───── Provided data ─────

use futures_util::{SinkExt, StreamExt};
use tokio_tungstenite::{connect_async, tungstenite::protocol::Message};
use url::Url;

use casino_eden_core::{ClientMessage, PlayerId, ServerMessage};

use crate::input::Input;
use crate::render;

pub const DEFAULT_SERVER_URL: &str = "ws://127.0.0.1:25917/ws";

/// 解析一行用户输入
#[derive(Debug, PartialEq)]
enum Command {
    Send(ClientMessage),
    Exit,
}

fn parse_command(line: &str) -> Result<Command, String> {
    let parts: Vec<&str> = line.split_whitespace().collect();
    let msg = match parts.as_slice() {
        ["create"] => ClientMessage::CreateRoom { nickname: "新玩家".to_string() },
        ["create", nickname] => ClientMessage::CreateRoom { nickname: nickname.to_string() },
        ["join", code, nickname] => ClientMessage::JoinRoom { code: code.to_string(), nickname: nickname.to_string() },
        ["join", ..] => return Err("用法: join <房间码> <昵称>".to_string()),
        ["start"] => ClientMessage::StartGame,
        ["leave"] => ClientMessage::LeaveRoom,
        ["exit"] => return Ok(Command::Exit),
        [word] => match crate::parse_action(word) {
            Some(action) => action.into(),
            None => return Err(format!("未知命令: {line}")),
        },
        _ => return Err(format!("未知命令: {line}")),
    };
    Ok(Command::Send(msg))
}

pub async fn run(server_url: &str) -> Result<(), Box<dyn std::error::Error>> {
    let url = Url::parse(server_url)?;

    println!("正在连接到: {}", url);
    let (ws_stream, _) = connect_async(url.as_str()).await?;
    println!("连接成功!");

    let (mut write, mut read) = ws_stream.split();

    // 启动一个任务来处理从服务器接收的消息
    tokio::spawn(async move {
        let mut me: Option<PlayerId> = None;
        while let Some(msg) = read.next().await {
            match msg {
                Ok(Message::Text(text)) => match serde_json::from_str::<ServerMessage>(text.as_str()) {
                    Ok(server_msg) => {
                        println!();
                        show(&server_msg, &mut me);
                        print!("> "); // 重新显示输入提示符
                        let _ = std::io::Write::flush(&mut std::io::stdout());
                    }
                    Err(e) => eprintln!("解析服务器消息失败: {}", e),
                },
                Ok(_) => {}
                Err(e) => {
                    eprintln!("接收消息时出错: {}", e);
                    break;
                }
            }
        }
    });

    let mut input = Input::new();

    println!("--- 21点客户端 ---");
    println!("可用命令:");
    println!("  create <昵称>             - 创建一个新房间");
    println!("  join <房间码> <昵称>      - 加入一个房间");
    println!("  start                     - 开始游戏 (仅房主)");
    println!("  hit                       - 要牌");
    println!("  stand                     - 停牌");
    println!("  leave                     - 离开房间");
    println!("  exit                      - 退出");

    loop {
        let Some(line) = input.prompt("> ").await? else { break };
        if line.is_empty() {
            continue;
        }
        match parse_command(&line) {
            Ok(Command::Send(msg)) => {
                let payload = serde_json::to_string(&msg)?;
                write.send(Message::Text(payload.into())).await?;
            }
            Ok(Command::Exit) => {
                println!("正在断开连接...");
                break;
            }
            Err(usage) => println!("{usage}"),
        }
    }

    let _ = write.close().await;
    Ok(())
}

fn show(msg: &ServerMessage, me: &mut Option<PlayerId>) {
    match msg {
        ServerMessage::RoomCreated { code, your_id, .. } => {
            *me = Some(*your_id);
            println!("房间已创建，房间码: {code}");
        }
        ServerMessage::JoinedRoom { your_id, .. } => {
            *me = Some(*your_id);
            println!("已加入房间");
        }
        ServerMessage::GameState(view) => print!("{}", render::game_view(view, *me)),
        ServerMessage::Error { message } => println!("[错误] {message}"),
    }
}
use crate::card::{Card, DealtCard, Rank};

// --- 手牌计分 ---

/// 计算21点手牌分值。
///
/// 所有 A 先按 11 计，总分超过 21 时逐张把 A 降为 1，直到不爆或没有可降的 A。
/// `reveal_hidden` 为 false 时跳过暗牌（玩家行动期间展示庄家的已知点数）。
pub fn score(cards: &[DealtCard], reveal_hidden: bool) -> u32 {
    let (total, _) = soft_total(cards, reveal_hidden);
    total
}

/// 手牌是否为软牌（仍有一张 A 按 11 计）
pub fn is_soft(cards: &[DealtCard], reveal_hidden: bool) -> bool {
    let (_, soft_aces) = soft_total(cards, reveal_hidden);
    soft_aces > 0
}

/// 返回 (总分, 仍按 11 计的 A 的数量)
fn soft_total(cards: &[DealtCard], reveal_hidden: bool) -> (u32, u32) {
    let mut total = 0;
    let mut soft_aces = 0;
    for dealt in cards.iter().filter(|c| reveal_hidden || !c.hidden) {
        total += dealt.card.rank.blackjack_points();
        if dealt.card.rank == Rank::Ace {
            soft_aces += 1;
        }
    }
    while total > 21 && soft_aces > 0 {
        total -= 10;
        soft_aces -= 1;
    }
    (total, soft_aces)
}

/// 一手21点的牌，只能追加
#[derive(Debug, Clone, Default, PartialEq, Eq)]
pub struct Hand {
    cards: Vec<DealtCard>,
}

impl Hand {
    pub fn new() -> Self {
        Hand::default()
    }

    pub fn push(&mut self, card: Card) {
        self.cards.push(DealtCard::face_up(card));
    }

    /// 发一张暗牌 (庄家的底牌)
    pub fn push_hidden(&mut self, card: Card) {
        self.cards.push(DealtCard::face_down(card));
    }

    /// 翻开所有暗牌
    pub fn reveal(&mut self) {
        self.cards.iter_mut().for_each(|c| c.hidden = false);
    }

    pub fn cards(&self) -> &[DealtCard] {
        &self.cards
    }

    pub fn len(&self) -> usize {
        self.cards.len()
    }

    pub fn is_empty(&self) -> bool {
        self.cards.is_empty()
    }

    pub fn clear(&mut self) {
        self.cards.clear();
    }

    /// 真实分值（包括暗牌）
    pub fn score(&self) -> u32 {
        score(&self.cards, true)
    }

    /// 展示用分值（不包括暗牌）
    pub fn visible_score(&self) -> u32 {
        score(&self.cards, false)
    }

    pub fn is_busted(&self) -> bool {
        self.score() > 21
    }
}

impl FromIterator<Card> for Hand {
    fn from_iter<I: IntoIterator<Item = Card>>(iter: I) -> Self {
        Hand { cards: iter.into_iter().map(DealtCard::face_up).collect() }
    }
}

// --- 单元测试 ---

#[cfg(test)]
mod tests {
    use super::*;
    use crate::card::Suit;
    use proptest::prelude::*;
    use Rank::*;

    fn hand(ranks: &[Rank]) -> Vec<DealtCard> {
        ranks.iter().map(|&r| DealtCard::face_up(Card::new(r, Suit::Spade))).collect()
    }

    #[test]
    fn test_known_totals() {
        assert_eq!(score(&hand(&[Ace, Ace]), false), 12);
        assert_eq!(score(&hand(&[Ace, King]), false), 21);
        assert_eq!(score(&hand(&[Ace, Ace, Nine]), false), 21);
        assert_eq!(score(&hand(&[Ten, Nine, Five]), false), 24);
        assert_eq!(score(&hand(&[Queen, Jack]), false), 20);
        assert_eq!(score(&hand(&[]), false), 0);
    }

    #[test]
    fn test_aces_demote_one_at_a_time() {
        // A + A + A + 8 = 11 + 1 + 1 + 8
        assert_eq!(score(&hand(&[Ace, Ace, Ace, Eight]), false), 21);
        // 四张 A 加 K 全部降级后依然不爆
        assert_eq!(score(&hand(&[Ace, Ace, Ace, Ace, King]), false), 14);
        // A + 9 + 5 + K: A 降为 1 后仍然爆牌，返回最小总分
        assert_eq!(score(&hand(&[Ace, Nine, Five, King]), false), 25);
    }

    #[test]
    fn test_hidden_cards_only_count_when_revealed() {
        let cards = vec![
            DealtCard::face_up(Card::new(Six, Suit::Heart)),
            DealtCard::face_down(Card::new(Ace, Suit::Club)),
        ];
        assert_eq!(score(&cards, false), 6);
        assert_eq!(score(&cards, true), 17);
        assert!(is_soft(&cards, true));
        assert!(!is_soft(&cards, false));
    }

    #[test]
    fn test_hand_reveal() {
        let mut h = Hand::new();
        h.push(Card::new(Ten, Suit::Heart));
        h.push_hidden(Card::new(Seven, Suit::Club));
        assert_eq!(h.visible_score(), 10);
        assert_eq!(h.score(), 17);
        h.reveal();
        assert_eq!(h.visible_score(), 17);
        assert!(h.cards().iter().all(|c| !c.hidden));
    }

    fn any_rank() -> impl Strategy<Value = Rank> {
        (0usize..13).prop_map(|i| Rank::ALL[i])
    }

    proptest! {
        #[test]
        fn prop_never_busts_unless_unavoidable(ranks in prop::collection::vec(any_rank(), 0..12)) {
            let cards = hand(&ranks);
            let total = score(&cards, true);
            // 所有 A 都按 1 计时的最小总分
            let hard_total: u32 = ranks.iter()
                .map(|r| if *r == Ace { 1 } else { r.blackjack_points() })
                .sum();
            if total > 21 {
                prop_assert_eq!(total, hard_total);
            }
            prop_assert!(total >= hard_total);
            prop_assert_eq!((total - hard_total) % 10, 0);
            // 结果确定
            prop_assert_eq!(total, score(&cards, true));
        }
    }
}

─────

*What is required:* Scan the lines above, and whenever one holds the string "show", copy it.

*Response to the task:*
                        show(&server_msg, &mut me);
fn show(msg: &ServerMessage, me: &mut Option<PlayerId>) {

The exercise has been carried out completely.